Work instructions
Each line in the entries that has the word "StoreError" has to be copied.

Dataset extract
^^^^^^^^

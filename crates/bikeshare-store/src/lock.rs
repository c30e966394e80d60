use crate::StoreError;
use fs2::FileExt;
use std::fs::{File, OpenOptions};
use std::path::Path;

/// Exclusive advisory lock on a data directory, held for the life of a store.
pub struct DataDirLock {
    lock_file: File,
}

impl DataDirLock {
    /// Take the lock without waiting; a held lock is [`StoreError::Locked`].
    pub fn acquire(lock_path: &Path) -> Result<Self, StoreError> {
        if let Some(parent) = lock_path.parent() {
            std::fs::create_dir_all(parent)?;
        }

        let file = OpenOptions::new()
            .create(true)
            .write(true)
            .truncate(false)
            .open(lock_path)?;

        match file.try_lock_exclusive() {
            Ok(()) => Ok(Self { lock_file: file }),
            Err(_) => Err(StoreError::Locked(lock_path.to_path_buf())),
        }
    }
}

impl Drop for DataDirLock {
    fn drop(&mut self) {
        let _ = self.lock_file.unlock();
    }
}

#[cfg(test)]
mod tests {
    use super::*;

    #[test]
    fn lock_acquire_and_release() {
        let dir = tempfile::tempdir().unwrap();
        let lock_path = dir.path().join("test.lock");

        {
            let _lock = DataDirLock::acquire(&lock_path).unwrap();
            assert!(lock_path.exists());
        }
    }

    #[test]
    fn second_acquire_fails_while_held() {
        let dir = tempfile::tempdir().unwrap();
        let lock_path = dir.path().join("test.lock");

        let _lock = DataDirLock::acquire(&lock_path).unwrap();
        assert!(matches!(
            DataDirLock::acquire(&lock_path),
            Err(StoreError::Locked(_))
        ));
    }

    #[test]
    fn lock_released_on_drop() {
        let dir = tempfile::tempdir().unwrap();
        let lock_path = dir.path().join("test.lock");

        {
            let _lock = DataDirLock::acquire(&lock_path).unwrap();
        }

        assert!(DataDirLock::acquire(&lock_path).is_ok());
    }
}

^^^^^^^^

Task response
use crate::StoreError;
    /// Take the lock without waiting; a held lock is [`StoreError::Locked`].
    pub fn acquire(lock_path: &Path) -> Result<Self, StoreError> {
            Err(_) => Err(StoreError::Locked(lock_path.to_path_buf())),
            Err(StoreError::Locked(_))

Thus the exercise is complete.